WHAT YOU HAVE TO DO: Among the entries that follow, find the lines holding "FixedActor" and say how many there are, with no other words.

** RECORDS follows **

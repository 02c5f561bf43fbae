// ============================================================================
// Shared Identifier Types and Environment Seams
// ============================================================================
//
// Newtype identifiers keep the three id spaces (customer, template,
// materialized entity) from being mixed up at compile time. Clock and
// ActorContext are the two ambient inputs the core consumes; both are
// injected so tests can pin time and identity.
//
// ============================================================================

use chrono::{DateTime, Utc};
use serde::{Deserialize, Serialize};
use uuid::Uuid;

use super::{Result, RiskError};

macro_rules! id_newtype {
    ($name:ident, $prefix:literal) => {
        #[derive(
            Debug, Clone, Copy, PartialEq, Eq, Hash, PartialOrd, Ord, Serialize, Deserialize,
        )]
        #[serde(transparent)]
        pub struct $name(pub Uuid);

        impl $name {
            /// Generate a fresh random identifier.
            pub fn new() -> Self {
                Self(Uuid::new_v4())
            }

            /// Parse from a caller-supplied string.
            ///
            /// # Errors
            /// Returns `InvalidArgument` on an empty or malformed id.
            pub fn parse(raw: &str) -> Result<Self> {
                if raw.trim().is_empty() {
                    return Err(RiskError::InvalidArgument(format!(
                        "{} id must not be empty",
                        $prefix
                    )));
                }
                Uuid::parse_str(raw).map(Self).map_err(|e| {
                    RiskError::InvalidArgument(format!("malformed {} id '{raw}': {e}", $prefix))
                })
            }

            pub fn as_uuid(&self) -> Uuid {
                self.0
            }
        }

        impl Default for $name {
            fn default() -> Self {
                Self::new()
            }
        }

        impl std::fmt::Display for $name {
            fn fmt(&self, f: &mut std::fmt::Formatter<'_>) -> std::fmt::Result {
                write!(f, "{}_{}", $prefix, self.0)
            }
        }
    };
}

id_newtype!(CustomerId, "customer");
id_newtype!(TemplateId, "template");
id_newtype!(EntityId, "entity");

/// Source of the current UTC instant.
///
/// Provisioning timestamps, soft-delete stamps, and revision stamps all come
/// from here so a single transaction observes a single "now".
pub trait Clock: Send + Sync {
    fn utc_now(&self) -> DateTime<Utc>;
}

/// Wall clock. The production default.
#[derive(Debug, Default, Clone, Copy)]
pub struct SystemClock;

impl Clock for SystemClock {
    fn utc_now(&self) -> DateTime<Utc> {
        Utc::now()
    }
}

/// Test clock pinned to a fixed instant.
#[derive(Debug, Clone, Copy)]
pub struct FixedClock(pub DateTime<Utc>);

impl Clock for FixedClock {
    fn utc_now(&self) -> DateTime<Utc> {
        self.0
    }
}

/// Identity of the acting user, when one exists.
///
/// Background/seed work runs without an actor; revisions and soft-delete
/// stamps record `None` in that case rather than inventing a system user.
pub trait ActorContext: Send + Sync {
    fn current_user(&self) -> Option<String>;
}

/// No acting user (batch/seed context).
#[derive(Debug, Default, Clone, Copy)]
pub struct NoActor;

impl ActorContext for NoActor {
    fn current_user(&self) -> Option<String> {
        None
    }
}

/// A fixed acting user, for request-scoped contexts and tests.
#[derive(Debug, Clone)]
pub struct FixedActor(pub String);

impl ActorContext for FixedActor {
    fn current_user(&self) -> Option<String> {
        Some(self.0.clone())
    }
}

** End of RECORDS **
** RECORDS follows **

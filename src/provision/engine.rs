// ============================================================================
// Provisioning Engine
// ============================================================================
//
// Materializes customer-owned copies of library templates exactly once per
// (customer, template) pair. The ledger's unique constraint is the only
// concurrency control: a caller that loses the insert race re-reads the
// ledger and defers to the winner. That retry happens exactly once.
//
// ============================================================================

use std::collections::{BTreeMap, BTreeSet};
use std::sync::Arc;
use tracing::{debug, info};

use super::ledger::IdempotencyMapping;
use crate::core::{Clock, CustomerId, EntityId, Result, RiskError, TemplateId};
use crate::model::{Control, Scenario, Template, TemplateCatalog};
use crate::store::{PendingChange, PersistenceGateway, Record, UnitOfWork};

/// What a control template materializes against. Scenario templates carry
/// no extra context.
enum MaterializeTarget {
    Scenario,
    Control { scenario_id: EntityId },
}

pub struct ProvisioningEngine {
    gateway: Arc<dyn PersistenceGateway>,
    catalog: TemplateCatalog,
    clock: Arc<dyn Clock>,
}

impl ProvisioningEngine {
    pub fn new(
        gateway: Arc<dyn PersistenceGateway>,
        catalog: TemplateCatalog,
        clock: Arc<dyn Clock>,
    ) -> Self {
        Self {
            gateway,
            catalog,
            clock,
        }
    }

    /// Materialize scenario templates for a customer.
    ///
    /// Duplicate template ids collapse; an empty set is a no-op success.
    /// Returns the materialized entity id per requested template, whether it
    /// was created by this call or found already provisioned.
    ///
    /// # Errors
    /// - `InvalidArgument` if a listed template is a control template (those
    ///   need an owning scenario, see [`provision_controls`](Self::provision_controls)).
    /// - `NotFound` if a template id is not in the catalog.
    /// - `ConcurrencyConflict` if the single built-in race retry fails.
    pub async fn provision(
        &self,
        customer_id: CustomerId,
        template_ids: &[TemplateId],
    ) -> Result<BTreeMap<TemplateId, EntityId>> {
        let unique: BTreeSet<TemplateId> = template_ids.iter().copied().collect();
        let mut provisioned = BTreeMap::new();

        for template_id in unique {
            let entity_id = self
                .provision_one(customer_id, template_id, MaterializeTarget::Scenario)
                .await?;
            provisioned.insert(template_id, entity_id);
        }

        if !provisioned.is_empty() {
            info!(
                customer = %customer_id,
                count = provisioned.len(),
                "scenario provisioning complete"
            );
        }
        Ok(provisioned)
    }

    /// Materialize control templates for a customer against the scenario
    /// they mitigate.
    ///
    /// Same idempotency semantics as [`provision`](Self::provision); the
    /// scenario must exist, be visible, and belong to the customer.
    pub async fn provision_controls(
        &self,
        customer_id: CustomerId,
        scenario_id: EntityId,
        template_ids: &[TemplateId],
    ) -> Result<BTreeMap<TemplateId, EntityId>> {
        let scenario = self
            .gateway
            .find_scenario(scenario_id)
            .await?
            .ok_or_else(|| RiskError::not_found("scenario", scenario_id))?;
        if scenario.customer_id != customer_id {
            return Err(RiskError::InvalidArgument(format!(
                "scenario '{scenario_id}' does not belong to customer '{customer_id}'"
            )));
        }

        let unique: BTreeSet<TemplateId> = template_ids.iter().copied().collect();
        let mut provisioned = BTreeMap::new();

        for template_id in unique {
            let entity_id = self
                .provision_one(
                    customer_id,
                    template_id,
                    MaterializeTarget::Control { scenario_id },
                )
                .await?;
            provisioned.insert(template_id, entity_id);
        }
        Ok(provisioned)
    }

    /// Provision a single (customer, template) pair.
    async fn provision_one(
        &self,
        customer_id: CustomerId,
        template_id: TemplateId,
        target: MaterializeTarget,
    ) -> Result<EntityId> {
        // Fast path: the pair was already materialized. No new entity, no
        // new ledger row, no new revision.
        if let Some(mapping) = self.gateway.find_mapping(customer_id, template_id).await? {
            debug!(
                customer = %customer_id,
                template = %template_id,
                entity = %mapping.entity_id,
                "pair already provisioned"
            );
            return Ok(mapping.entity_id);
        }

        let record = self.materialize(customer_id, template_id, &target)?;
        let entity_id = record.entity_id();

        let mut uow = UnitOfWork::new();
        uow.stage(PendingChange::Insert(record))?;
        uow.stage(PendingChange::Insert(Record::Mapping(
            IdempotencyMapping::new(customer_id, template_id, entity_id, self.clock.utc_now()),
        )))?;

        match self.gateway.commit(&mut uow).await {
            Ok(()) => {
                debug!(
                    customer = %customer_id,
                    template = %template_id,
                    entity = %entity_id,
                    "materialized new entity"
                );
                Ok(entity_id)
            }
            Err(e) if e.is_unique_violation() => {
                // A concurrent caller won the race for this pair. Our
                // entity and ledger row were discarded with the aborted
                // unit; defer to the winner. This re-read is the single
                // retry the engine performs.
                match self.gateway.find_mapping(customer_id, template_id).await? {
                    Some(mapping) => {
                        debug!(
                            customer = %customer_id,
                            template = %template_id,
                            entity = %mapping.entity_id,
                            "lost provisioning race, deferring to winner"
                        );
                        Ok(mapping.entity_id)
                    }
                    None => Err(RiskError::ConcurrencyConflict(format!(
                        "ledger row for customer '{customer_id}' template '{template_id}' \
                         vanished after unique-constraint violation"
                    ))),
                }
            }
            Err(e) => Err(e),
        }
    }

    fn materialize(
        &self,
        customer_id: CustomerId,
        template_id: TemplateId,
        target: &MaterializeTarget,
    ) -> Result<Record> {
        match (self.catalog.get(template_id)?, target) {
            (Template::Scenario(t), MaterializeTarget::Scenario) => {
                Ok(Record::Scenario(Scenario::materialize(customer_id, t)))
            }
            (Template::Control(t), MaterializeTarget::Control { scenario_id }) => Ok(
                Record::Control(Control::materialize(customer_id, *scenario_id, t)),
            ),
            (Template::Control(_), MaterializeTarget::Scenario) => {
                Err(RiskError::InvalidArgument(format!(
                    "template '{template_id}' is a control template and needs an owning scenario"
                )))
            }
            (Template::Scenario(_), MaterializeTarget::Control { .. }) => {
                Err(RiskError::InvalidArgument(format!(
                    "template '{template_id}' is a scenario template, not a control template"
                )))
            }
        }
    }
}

** End of RECORDS **
** RECORDS follows **

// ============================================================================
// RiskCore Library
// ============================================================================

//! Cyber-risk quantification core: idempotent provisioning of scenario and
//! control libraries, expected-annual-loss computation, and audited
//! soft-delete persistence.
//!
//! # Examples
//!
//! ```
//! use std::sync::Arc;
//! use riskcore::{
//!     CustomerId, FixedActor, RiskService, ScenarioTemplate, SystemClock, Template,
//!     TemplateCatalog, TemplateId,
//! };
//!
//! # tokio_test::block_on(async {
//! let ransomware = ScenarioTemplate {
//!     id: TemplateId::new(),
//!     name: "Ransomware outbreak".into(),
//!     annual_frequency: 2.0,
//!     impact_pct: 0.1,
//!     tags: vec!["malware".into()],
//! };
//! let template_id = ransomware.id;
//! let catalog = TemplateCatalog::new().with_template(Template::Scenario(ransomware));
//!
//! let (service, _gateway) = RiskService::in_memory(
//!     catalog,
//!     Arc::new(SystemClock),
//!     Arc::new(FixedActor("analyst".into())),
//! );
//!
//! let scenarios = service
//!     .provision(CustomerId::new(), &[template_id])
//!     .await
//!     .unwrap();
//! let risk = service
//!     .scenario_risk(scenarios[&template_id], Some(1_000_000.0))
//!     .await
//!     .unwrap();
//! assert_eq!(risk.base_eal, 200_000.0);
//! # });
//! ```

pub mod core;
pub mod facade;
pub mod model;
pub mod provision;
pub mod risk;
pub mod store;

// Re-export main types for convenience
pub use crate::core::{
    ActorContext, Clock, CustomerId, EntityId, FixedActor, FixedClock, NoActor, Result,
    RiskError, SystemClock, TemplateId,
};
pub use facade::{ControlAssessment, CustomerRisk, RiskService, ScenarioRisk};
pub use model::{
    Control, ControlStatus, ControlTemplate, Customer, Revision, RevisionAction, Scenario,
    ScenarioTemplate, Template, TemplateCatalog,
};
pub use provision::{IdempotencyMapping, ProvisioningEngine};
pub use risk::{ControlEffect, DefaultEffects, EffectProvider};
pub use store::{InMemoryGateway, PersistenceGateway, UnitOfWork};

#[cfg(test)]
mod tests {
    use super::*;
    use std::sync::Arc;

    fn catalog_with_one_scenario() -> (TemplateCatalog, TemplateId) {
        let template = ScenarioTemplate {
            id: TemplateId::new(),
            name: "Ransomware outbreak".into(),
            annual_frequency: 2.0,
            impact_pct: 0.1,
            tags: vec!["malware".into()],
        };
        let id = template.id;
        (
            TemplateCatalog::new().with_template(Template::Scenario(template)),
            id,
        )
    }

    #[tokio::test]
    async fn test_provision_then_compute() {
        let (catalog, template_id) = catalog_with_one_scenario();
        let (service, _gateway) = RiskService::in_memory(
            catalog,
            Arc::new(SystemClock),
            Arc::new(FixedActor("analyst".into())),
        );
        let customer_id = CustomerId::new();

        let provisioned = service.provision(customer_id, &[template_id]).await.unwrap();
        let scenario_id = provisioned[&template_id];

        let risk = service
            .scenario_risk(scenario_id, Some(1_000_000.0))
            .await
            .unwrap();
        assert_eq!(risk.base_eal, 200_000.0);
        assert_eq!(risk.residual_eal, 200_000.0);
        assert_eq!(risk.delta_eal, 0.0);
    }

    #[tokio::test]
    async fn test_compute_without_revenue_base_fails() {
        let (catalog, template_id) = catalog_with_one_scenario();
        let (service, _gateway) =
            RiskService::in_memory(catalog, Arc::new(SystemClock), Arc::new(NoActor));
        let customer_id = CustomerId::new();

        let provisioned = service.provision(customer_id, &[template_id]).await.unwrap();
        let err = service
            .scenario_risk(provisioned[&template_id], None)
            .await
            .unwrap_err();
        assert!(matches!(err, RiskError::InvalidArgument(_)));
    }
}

** End of RECORDS **

ANSWER FOR THE TASK: 6